И здесь можно встретить логический парадокс в некоем, вновь сложном виде. Почему не писать и запись не правильного фрактала, используя косую слеш. Почему бы не использовать ее всегда и везде, когда речь идет о выделенных значениях истинности логических фракталов, парадоксальных и метафорических высказываниях, и не будет ли в таком случае дело и действительно не различимым в отношении правильности и не правильности. Или что, то же самое, ни пойдет ли речь о фетишизме знаков, или языка, об омонимии, что принимают за тождество? Иначе говоря, если только три абстрактных знака, ближайшим образом, могут дать комбинаторное различие таких знаков, два- переменных, один-функции, то с введением неправильных фракталов, фрактальное распределение может стать фрактальным на уровне построения так легко, как только возможно. И приращения с омонимией контрольных знаков, в виде косой слеши, на каждом шаге дальнейшего исследования, анализа может стать неизбежным. Например, почему бы теперь не заставить слеш колебаться в записи, в виду, например, неправильных фракталов и их записи. Может быть, но вхождение физики так непосредственно в логику, может и ошеломить (как, и вхождение движения в непринужденный диалог). Логически же может быть неограниченное число записей агрегата, слайсов, с колеблющейся косой слешью. И вместо двух атомарных агрегатов, можно получить их неограниченное количество не правильных и не алгебраических. Сложность в том, что мы можем не знать что-то о конечных множествах, иногда, если не имеем дело с бесконечными, или неограниченно возрастающими множествами, но машины имеются только конечные. Тем не менее, пустой квадрат, псевдо пустого, места и/или множества, что должны быть заполнены, рисовать вполне можно и таким образом, косая слеш записи определенности кортежа логического фрактала, логического парадокса, еще раз выявит свою имплицитную связь с пустым множеством, без которого вообще говоря невозможна никакая формальная комбинаторика множеств и их теорий. Но можно все еще отчасти дополнительно различать, теперь, неподвижную слеш и колеблющуюся.

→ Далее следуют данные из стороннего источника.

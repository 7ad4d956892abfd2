use dioxus::prelude::*;

use crate::feed_panel::FeedPanel;
use crate::form::{RecipeForm, Submission};
use crate::recipe_form::RecipeFormDialog;
use crate::session::use_session;
use crate::sidebar::Sidebar;
use crate::state::Action;
use crate::views::{RecipeDetailView, UserProfileView};
use crate::Navbar;

/// The signed-in feed page: navbar, sidebar, feed, and whichever dialog is open.
/// `nav` renders inside the navbar (links to other routes).
#[component]
pub fn HomeView(nav: Element) -> Element {
    let session = use_session();
    let (form, selected_recipe, selected_user) = {
        let state = session.state.read();
        (
            state.form.clone(),
            state.selected_recipe.clone(),
            state.selected_user.clone(),
        )
    };

    let submit = {
        let session = session.clone();
        move |form: RecipeForm| {
            let user_id = session.state.peek().user_id().map(str::to_string);
            let draft = match form.submission(user_id.as_deref()) {
                Ok(Submission::Create(draft)) => draft,
                Ok(Submission::Update { id }) => {
                    tracing::info!("edit submitted for recipe {id}");
                    session.notifier.info("Recipe update feature coming soon!");
                    return;
                }
                Err(e) => {
                    session.notifier.error(e.to_string());
                    return;
                }
            };
            let session = session.clone();
            spawn(async move {
                match session.api.create_recipe(&draft).await {
                    Ok(recipe) => {
                        session.notifier.success("Recipe created successfully!");
                        session.dispatch(Action::CloseForm);
                        session.dispatch(Action::RefreshFeed);
                        session.record(format!("Created recipe \"{}\"", recipe.recipe_name));
                    }
                    Err(e) => {
                        tracing::error!("creating recipe: {e}");
                        session.notifier.error("Error saving recipe. Please try again.");
                    }
                }
            });
        }
    };

    let close_form = {
        let session = session.clone();
        move |_| session.dispatch(Action::CloseForm)
    };
    let close_recipe = {
        let session = session.clone();
        move |_| session.dispatch(Action::ShowRecipe(None))
    };
    let close_user = {
        let session = session.clone();
        move |_| session.dispatch(Action::ShowUser(None))
    };

    rsx! {
        div {
            class: "app-shell",
            Navbar { {nav} }
            div {
                class: "app-body",
                Sidebar {}
                main { class: "app-main", FeedPanel {} }
            }
        }

        if let Some(form) = form {
            RecipeFormDialog {
                title: String::from(if form.is_editing() { "Edit Recipe" } else { "Create New Recipe" }),
                initial: form,
                on_submit: submit,
                on_close: close_form,
            }
        }
        if let Some(id) = selected_recipe {
            RecipeDetailView { key: "{id}", recipe_id: id.clone(), on_close: close_recipe }
        }
        if let Some(id) = selected_user {
            UserProfileView { key: "{id}", user_id: id.clone(), on_close: close_user }
        }
    }
}
//! # Feed views and the `GET /recipes` query
//!
//! | View | `view=` | Extra parameter |
//! |------|---------|-----------------|
//! | [`FeedView::Feed`] | `feed` | — |
//! | [`FeedView::Following`] | `following` | — |
//! | [`FeedView::Saved`] | `saved` | — |
//! | [`FeedView::Trending`] | `trending` | `trending_days` |
//! | [`FeedView::Hashtag`] | `hashtag` | `hashtag` |

use std::fmt;

/// Which list the feed shows.
#[derive(Clone, Debug, Default, PartialEq, Eq, Hash)]
pub enum FeedView {
    #[default]
    Feed,
    Following,
    Saved,
    Trending,
    Hashtag(String),
}

impl FeedView {
    /// Navigation entries, in sidebar order.
    pub const NAV: [FeedView; 4] = [
        FeedView::Feed,
        FeedView::Following,
        FeedView::Saved,
        FeedView::Trending,
    ];

    pub fn as_str(&self) -> &'static str {
        match self {
            FeedView::Feed => "feed",
            FeedView::Following => "following",
            FeedView::Saved => "saved",
            FeedView::Trending => "trending",
            FeedView::Hashtag(_) => "hashtag",
        }
    }

    pub fn label(&self) -> String {
        match self {
            FeedView::Feed => "Home Feed".to_string(),
            FeedView::Following => "Following".to_string(),
            FeedView::Saved => "Saved".to_string(),
            FeedView::Trending => "Trending".to_string(),
            FeedView::Hashtag(tag) => format!("#{tag}"),
        }
    }

    pub fn is_trending(&self) -> bool {
        matches!(self, FeedView::Trending)
    }
}

impl fmt::Display for FeedView {
    fn fmt(&self, f: &mut fmt::Formatter<'_>) -> fmt::Result {
        f.write_str(self.as_str())
    }
}

/// Parameters of one feed page request. `page` is 1-based.
#[derive(Clone, Debug, PartialEq)]
pub struct FeedQuery {
    pub page: u32,
    pub limit: u32,
    pub view: FeedView,
    pub trending_days: u32,
}

impl FeedQuery {
    /// Query parameters in wire order.
    pub fn params(&self) -> Vec<(&'static str, String)> {
        let mut params = vec![
            ("page", self.page.to_string()),
            ("limit", self.limit.to_string()),
            ("view", self.view.as_str().to_string()),
        ];
        match &self.view {
            FeedView::Trending => params.push(("trending_days", self.trending_days.to_string())),
            FeedView::Hashtag(tag) => params.push(("hashtag", tag.clone())),
            _ => {}
        }
        params
    }
}

#[cfg(test)]
mod tests {
    use super::*;

    fn query(view: FeedView) -> FeedQuery {
        FeedQuery {
            page: 2,
            limit: 10,
            view,
            trending_days: 30,
        }
    }

    #[test]
    fn test_trending_days_only_for_trending() {
        let names = |q: FeedQuery| q.params().into_iter().map(|(k, _)| k).collect::<Vec<_>>();
        assert_eq!(names(query(FeedView::Feed)), vec!["page", "limit", "view"]);
        assert_eq!(
            names(query(FeedView::Trending)),
            vec!["page", "limit", "view", "trending_days"]
        );
        let params = query(FeedView::Hashtag("v60".into())).params();
        assert_eq!(params[2], ("view", "hashtag".to_string()));
        assert_eq!(params[3], ("hashtag", "v60".to_string()));
    }
}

Если же фракталы не алгебраические, то и необходимость агрегата, что состоит из двух абстрактных знаков, что предполагают косую слеш, качестве разделителя и идентификатора, может отпасть. Но именно поэтому, речь и зашла о предельно не разрешимой проблеме. От которой, все еще следует отличать задачи о не правильных, но алгебраических фракталах.

"СТЛА".

Караваев В.Г.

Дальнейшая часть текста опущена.